I rischi ambientali maggiormente pericolosi consistono nella diffusione dell’inquinamento dal corso d’acqua al territorio, arrivando ad interessare oltre al suolo agrario le falde freatiche superficiali, la ricarica di falde di pregio, aree di civile abitazione e reti scolanti. Il rischio della salinizzazione e inquinamento dei corpi idrici da parte delle acque di drenaggio costituisce, quindi, un problema particolarmente gravoso quando si utilizzano acque saline. In questo caso, l’esigenza di aumentare il volume d’adacquamento per il fabbisogno di lisciviazione, comporta infatti l’ ulteriore inquinamento delle acque di drenaggio saline da parte di tutti quei pesticidi (concimi, nitrati, diserbanti, insetticidi, anticrittogamici ecc.) applicati nei suoli agricoli. Il fabbisogno di lisciviazione, molto spesso ritenuto uno dei presupposti per l’utilizzo delle acque saline, si pone, quindi, in profondo contrasto con la politica delle acque che mira ad isolare i suoli agricoli dal ciclo idrogeologico naturale. Limitandoci a considerare il problema dei soli sali, esperimenti condotti in lisimetri hanno dimostrato che, con un fabbisogno di lisciviazione di 0.2 ed un consumo idrico totale di 910 mm, le acque di drenaggio, utilizzando acqua d’ irrigazione a 0.1 e 3.3 dS m-1 hanno veicolato rispettivamente 2.33 e 18.12 t ha-1 anno-1 di sali.

Salinizzazione del suolo
Il deterioramento del suolo è indubbiamente l’effetto negativo più noto della pratica irrigua, e si manifesta direttamente sui suoli agricoli. L’acqua persa per evapotraspirazione è infatti essenzialmente pura, per cui i sali apportati con l’acqua d’irrigazione, anche se dolce, si concentrano nel suolo. Utilizzando un’acqua di buona qualità, con un contenuto di sali pari ad esempio a 400 mg l-1 , ed applicando un volume stagionale d’irrigazione di 500 mm, si apportano al terreno 20 t ha-1 di sali; se questi non vengono allontanati per lisciviazione nelle acque di drenaggio, e l’irrigazione continua nel tempo, il progressivo accumulo renderà via via più grave il disturbo osmotico e l’effetto tossico di alcuni ioni nei confronti delle colture fino all’isterilimento del suolo. Questo errore di gestione è stato commesso già 4000 anni fà dai Sumeri con la nascita dell’agricoltura nel bacino della Mesopotamia tra il Tigri e l’Eufrate, e viene tuttora ripetuto in quasi tutti i comprensori irrigui. Le aree salinizzate aumentano con un ritmo di circa 2 milioni di ettari l’anno, e si ritiene che la salinizzazione sia la seconda causa, dopo l’erosione, della perdita irreversibile della risorsa suolo. I problemi di salinizizzazione secondaria sono naturalmente accentuati quando si utilizzano acque dure, o in presenza di una falda salina superficiale, nei suoli con problemi di conducibilità idraulica e di drenaggio, nelle regioni aride e semiaride in cui all’ elevato flusso evapotraspirativo si associa la ridotta piovosità. Il degrado del suolo risulta quanto mai rapido ed irreversibile quando si utilizzano acque ad elevato contenuto in sodio o se si pratica l’irrigazione su terreni costituzionalmente sodici. Il rapido deterioramento strutturale che si manifesta in questi casi, particolarmente nei terreni colloidali, può rendere impraticabile la stessa agricoltura.

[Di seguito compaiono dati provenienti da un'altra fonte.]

#[cfg(test)]
mod tests {
    use super::*;
    use crate::entities::{LessonType, Subject};
    use chrono::{Duration, TimeZone};
    use sea_orm::{DatabaseBackend, MockDatabase, MockExecResult};

    fn notifier() -> StatusNotifier {
        StatusNotifier::new(16)
    }

    fn lesson_fixture(tutor_id: i64) -> lesson_entity::Model {
        lesson_entity::Model {
            id: Uuid::new_v4(),
            tutor_id,
            student_id: Uuid::new_v4(),
            subject: Subject::Mathematics,
            lesson_type: LessonType::Ege,
            description: None,
            start_time: Utc.with_ymd_and_hms(2025, 6, 2, 10, 0, 0).unwrap(),
            end_time: Utc.with_ymd_and_hms(2025, 6, 2, 11, 0, 0).unwrap(),
            price: Some(1500.0),
            is_paid: false,
            status: LessonStatus::Scheduled,
            is_recurring: false,
            series_id: None,
            homework: None,
            notes: None,
            grade: None,
            created_at: None,
            updated_at: None,
        }
    }

    fn service_with(db: sea_orm::DatabaseConnection) -> LessonService {
        LessonService::new(std::sync::Arc::new(db), notifier(), TutorLocks::new())
    }

    fn student_fixture(tutor_id: i64) -> student_entity::Model {
        student_entity::Model {
            id: Uuid::new_v4(),
            tutor_id,
            name: "Ivan Sidorov".to_string(),
            email: None,
            phone: None,
            notes: None,
            hourly_rate: Some(1500.0),
            grade: Some(9),
            created_at: None,
            updated_at: None,
        }
    }

    fn series_request(start: DateTime<Utc>, student_id: Uuid) -> CreateLessonRequest {
        CreateLessonRequest {
            subject: Subject::Mathematics,
            lesson_type: LessonType::Ege,
            description: Some("seed".to_string()),
            start_time: start,
            end_time: start + Duration::hours(1),
            price: Some(1500.0),
            student_id,
            homework: None,
            notes: None,
            is_recurring: true,
        }
    }

    #[tokio::test]
    async fn test_has_conflict_detects_overlap() {
        let db = MockDatabase::new(DatabaseBackend::Postgres)
            .append_query_results([vec![lesson_fixture(1)]])
            .into_connection();
        let service = service_with(db);

        let start = Utc.with_ymd_and_hms(2025, 6, 2, 10, 30, 0).unwrap();
        let end = Utc.with_ymd_and_hms(2025, 6, 2, 11, 30, 0).unwrap();
        assert!(service.has_conflict(1, start, end, None).await.unwrap());
    }

    #[tokio::test]
    async fn test_has_conflict_free_slot() {
        let db = MockDatabase::new(DatabaseBackend::Postgres)
            .append_query_results([Vec::<lesson_entity::Model>::new()])
            .into_connection();
        let service = service_with(db);

        let start = Utc.with_ymd_and_hms(2025, 6, 2, 12, 0, 0).unwrap();
        let end = Utc.with_ymd_and_hms(2025, 6, 2, 13, 0, 0).unwrap();
        assert!(!service.has_conflict(1, start, end, None).await.unwrap());
    }

    #[tokio::test]
    async fn test_create_lesson_rejects_inverted_interval() {
        let db = MockDatabase::new(DatabaseBackend::Postgres).into_connection();
        let service = service_with(db);

        let start = Utc::now() + Duration::days(1);
        let req = CreateLessonRequest {
            subject: Subject::Physics,
            lesson_type: LessonType::Oge,
            description: None,
            start_time: start,
            end_time: start - Duration::hours(1),
            price: None,
            student_id: Uuid::new_v4(),
            homework: None,
            notes: None,
            is_recurring: false,
        };

        let err = service.create_lesson(1, req).await.unwrap_err();
        assert!(matches!(err, AppError::ValidationError(_)));
    }

    #[tokio::test]
    async fn test_create_lesson_rejects_past_start() {
        let db = MockDatabase::new(DatabaseBackend::Postgres).into_connection();
        let service = service_with(db);

        let start = Utc::now() - Duration::hours(2);
        let req = CreateLessonRequest {
            subject: Subject::Physics,
            lesson_type: LessonType::Oge,
            description: None,
            start_time: start,
            end_time: start + Duration::hours(1),
            price: None,
            student_id: Uuid::new_v4(),
            homework: None,
            notes: None,
            is_recurring: false,
        };

        let err = service.create_lesson(1, req).await.unwrap_err();
        assert!(matches!(err, AppError::ValidationError(_)));
    }

    #[tokio::test]
    async fn test_create_lesson_rejects_negative_price() {
        let db = MockDatabase::new(DatabaseBackend::Postgres).into_connection();
        let service = service_with(db);

        let start = Utc::now() + Duration::days(1);
        let req = CreateLessonRequest {
            subject: Subject::Mathematics,
            lesson_type: LessonType::School,
            description: None,
            start_time: start,
            end_time: start + Duration::hours(1),
            price: Some(-100.0),
            student_id: Uuid::new_v4(),
            homework: None,
            notes: None,
            is_recurring: false,
        };

        let err = service.create_lesson(1, req).await.unwrap_err();
        assert!(matches!(err, AppError::ValidationError(_)));
    }

    #[tokio::test]
    async fn test_restore_requires_cancelled_status() {
        // fixture 是 SCHEDULED，restore 应被拒绝
        let fixture = lesson_fixture(1);
        let id = fixture.id;
        let db = MockDatabase::new(DatabaseBackend::Postgres)
            .append_query_results([vec![fixture]])
            .into_connection();
        let service = service_with(db);

        let err = service.restore_lesson(1, id).await.unwrap_err();
        assert!(matches!(err, AppError::ValidationError(_)));
    }

    #[tokio::test]
    async fn test_cancel_rejects_already_cancelled() {
        let mut fixture = lesson_fixture(1);
        fixture.status = LessonStatus::Cancelled;
        let id = fixture.id;
        let db = MockDatabase::new(DatabaseBackend::Postgres)
            .append_query_results([vec![fixture]])
            .into_connection();
        let service = service_with(db);

        let err = service.cancel_lesson(1, id).await.unwrap_err();
        assert!(matches!(err, AppError::ValidationError(_)));
    }

    #[tokio::test]
    async fn test_create_series_fails_when_every_slot_conflicts() {
        // 每个周次槽位都被占：整体失败，不落库任何课程
        let start = schedule::truncate_to_minute(Utc::now() + Duration::days(1));
        let slots = schedule::weekly_slots(
            start,
            start + Duration::hours(1),
            schedule::series_horizon(start),
        );

        let student = student_fixture(1);
        let student_id = student.id;
        let mut mock = MockDatabase::new(DatabaseBackend::Postgres)
            .append_query_results([vec![student]]);
        for _ in 0..slots.len() {
            mock = mock.append_query_results([vec![lesson_fixture(1)]]);
        }
        let service = service_with(mock.into_connection());

        let err = service
            .create_lesson(1, series_request(start, student_id))
            .await
            .unwrap_err();
        assert!(matches!(err, AppError::Conflict(_)));
    }

    #[tokio::test]
    async fn test_create_series_skips_conflicting_slot() {
        // 第 3 周被占：该周跳过，其余周次照常创建
        let start = schedule::truncate_to_minute(Utc::now() + Duration::days(1));
        let slots = schedule::weekly_slots(
            start,
            start + Duration::hours(1),
            schedule::series_horizon(start),
        );

        let student = student_fixture(1);
        let student_id = student.id;
        let mut mock = MockDatabase::new(DatabaseBackend::Postgres)
            .append_query_results([vec![student]]);
        for i in 0..slots.len() {
            if i == 2 {
                mock = mock.append_query_results([vec![lesson_fixture(1)]]);
            } else {
                mock = mock.append_query_results([Vec::<lesson_entity::Model>::new()]);
            }
        }
        let expected = slots.len() as u64 - 1;
        let mut seed = lesson_fixture(1);
        seed.is_recurring = true;
        seed.series_id = Some(Uuid::new_v4());
        let db = mock
            .append_query_results([vec![seed]])
            .append_exec_results([MockExecResult {
                last_insert_id: 0,
                rows_affected: expected,
            }])
            .into_connection();
        let service = service_with(db);

        let response = service
            .create_lesson(1, series_request(start, student_id))
            .await
            .unwrap();
        assert_eq!(response.created_count, expected);
        assert!(response.lesson.is_recurring);
    }

    #[tokio::test]
    async fn test_reschedule_rejects_conflicting_slot() {
        // 目标时段已被占：报冲突，原课程保持不变（无 update 语句）
        let fixture = lesson_fixture(1);
        let id = fixture.id;
        let db = MockDatabase::new(DatabaseBackend::Postgres)
            .append_query_results([vec![fixture]])
            .append_query_results([vec![lesson_fixture(1)]])
            .into_connection();
        let service = service_with(db);

        let start = Utc.with_ymd_and_hms(2025, 6, 3, 10, 0, 0).unwrap();
        let err = service
            .reschedule_lesson(
                1,
                id,
                RescheduleLessonRequest {
                    start_time: start,
                    end_time: start + Duration::hours(1),
                },
            )
            .await
            .unwrap_err();
        assert!(matches!(err, AppError::Conflict(_)));
    }

    #[tokio::test]
    async fn test_cancel_scheduled_lesson_broadcasts() {
        let fixture = lesson_fixture(1);
        let id = fixture.id;
        let mut cancelled = fixture.clone();
        cancelled.status = LessonStatus::Cancelled;

        let db = MockDatabase::new(DatabaseBackend::Postgres)
            .append_query_results([vec![fixture]])
            .append_query_results([vec![cancelled]])
            .into_connection();

        let notifier = notifier();
        let mut rx = notifier.subscribe();
        let service =
            LessonService::new(std::sync::Arc::new(db), notifier, TutorLocks::new());

        let response = service.cancel_lesson(1, id).await.unwrap();
        assert_eq!(response.status, LessonStatus::Cancelled);

        let event = rx.try_recv().unwrap();
        assert_eq!(event.lesson_id, id);
        assert_eq!(event.status, LessonStatus::Cancelled);
    }

    #[tokio::test]
    async fn test_conflict_query_ignores_cancelled_lessons() {
        // 已取消的课程让出时段：冲突查询按状态过滤
        let db = std::sync::Arc::new(
            MockDatabase::new(DatabaseBackend::Postgres)
                .append_query_results([Vec::<lesson_entity::Model>::new()])
                .into_connection(),
        );
        let service = LessonService::new(db.clone(), notifier(), TutorLocks::new());

        let start = Utc.with_ymd_and_hms(2025, 6, 2, 10, 0, 0).unwrap();
        let free = !service
            .has_conflict(1, start, start + Duration::hours(1), None)
            .await
            .unwrap();
        assert!(free);

        drop(service);
        let Ok(db) = std::sync::Arc::try_unwrap(db) else {
            panic!("connection still shared");
        };
        let log = db.into_transaction_log();
        assert!(format!("{:?}", log[0]).contains("CANCELLED"));
    }

    #[tokio::test]
    async fn test_lesson_not_found_is_scoped_by_tutor() {
        // 其他 tutor 的课程查不到，返回 NotFound 而不是泄露存在性
        let db = MockDatabase::new(DatabaseBackend::Postgres)
            .append_query_results([Vec::<lesson_entity::Model>::new()])
            .into_connection();
        let service = service_with(db);

        let err = service.get_lesson(99, Uuid::new_v4()).await.unwrap_err();
        assert!(matches!(err, AppError::NotFound(_)));
    }

    #[test]
    fn test_parse_status_list() {
        let statuses = parse_status_list("SCHEDULED, RESCHEDULED").unwrap();
        assert_eq!(
            statuses,
            vec![LessonStatus::Scheduled, LessonStatus::Rescheduled]
        );
        assert!(parse_status_list("NOT_A_STATUS").is_err());
    }

    #[test]
    fn test_validate_grade_range() {
        assert!(validate_grade(None).is_ok());
        assert!(validate_grade(Some(1)).is_ok());
        assert!(validate_grade(Some(5)).is_ok());
        assert!(validate_grade(Some(0)).is_err());
        assert!(validate_grade(Some(6)).is_err());
    }
}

Tecniche agronomiche e scelta delle colture
Le specie vegetali si distinguono tra loro per un diverso grado di tolleranza alla salinità. Esistono specie che, nonostante alti livelli di conducibilità elettrica del suolo, riescono a fornire produzioni comparabili a quelle ottenute in terreni sani. Generalmente, le specie sono divise in quattro classi: tolleranti, moderatamente tolleranti, moderatamente sensibili e sensibili.
Tra le specie tolleranti sono da annoverare la barbabietola, il cotone, l'orzo. Sorgo e frumento sono generalmente comprese fra le mediamente tolleranti. Più numerosa risulta la terza classe (moderatamente sensibile) con soia, riso, mais e diverse altre specie orticole e da foraggio. Fortunatamente l'ultima classe (sensibili) comprende relativamente poche specie tra le quali si possono citare il fagiolo, la lattuga, l’arancio e il pesco.
Per avere un’idea della differenza esistente fra queste classi si può, in linea generale, asserire che queste ultime cominciano a manifestare cali produttivi quando la conducibilità del suolo supera 2-3 dS m-1, mentre il valore soglia delle tolleranti si attesta intorno a 15 dS m-1.
L'acqua irrigua, anche se dolce, contiene sempre dei sali e la quantità apportata supera sempre quella che le colture possono asportare. E' evidente, pertanto, che i sali tendono ad accumularsi nel terreno a meno che non vengano dilavati da una certa quantità d'acqua che percola lungo il profilo.
Una stima del fabbisogno di lisciviazione richiesto per mantenere il livello di salinità del terreno entro limiti accettabili, in base alla tolleranza della specie e della salinità dell’acqua, può essere ottenuta dall’ analisi della figura sottostante.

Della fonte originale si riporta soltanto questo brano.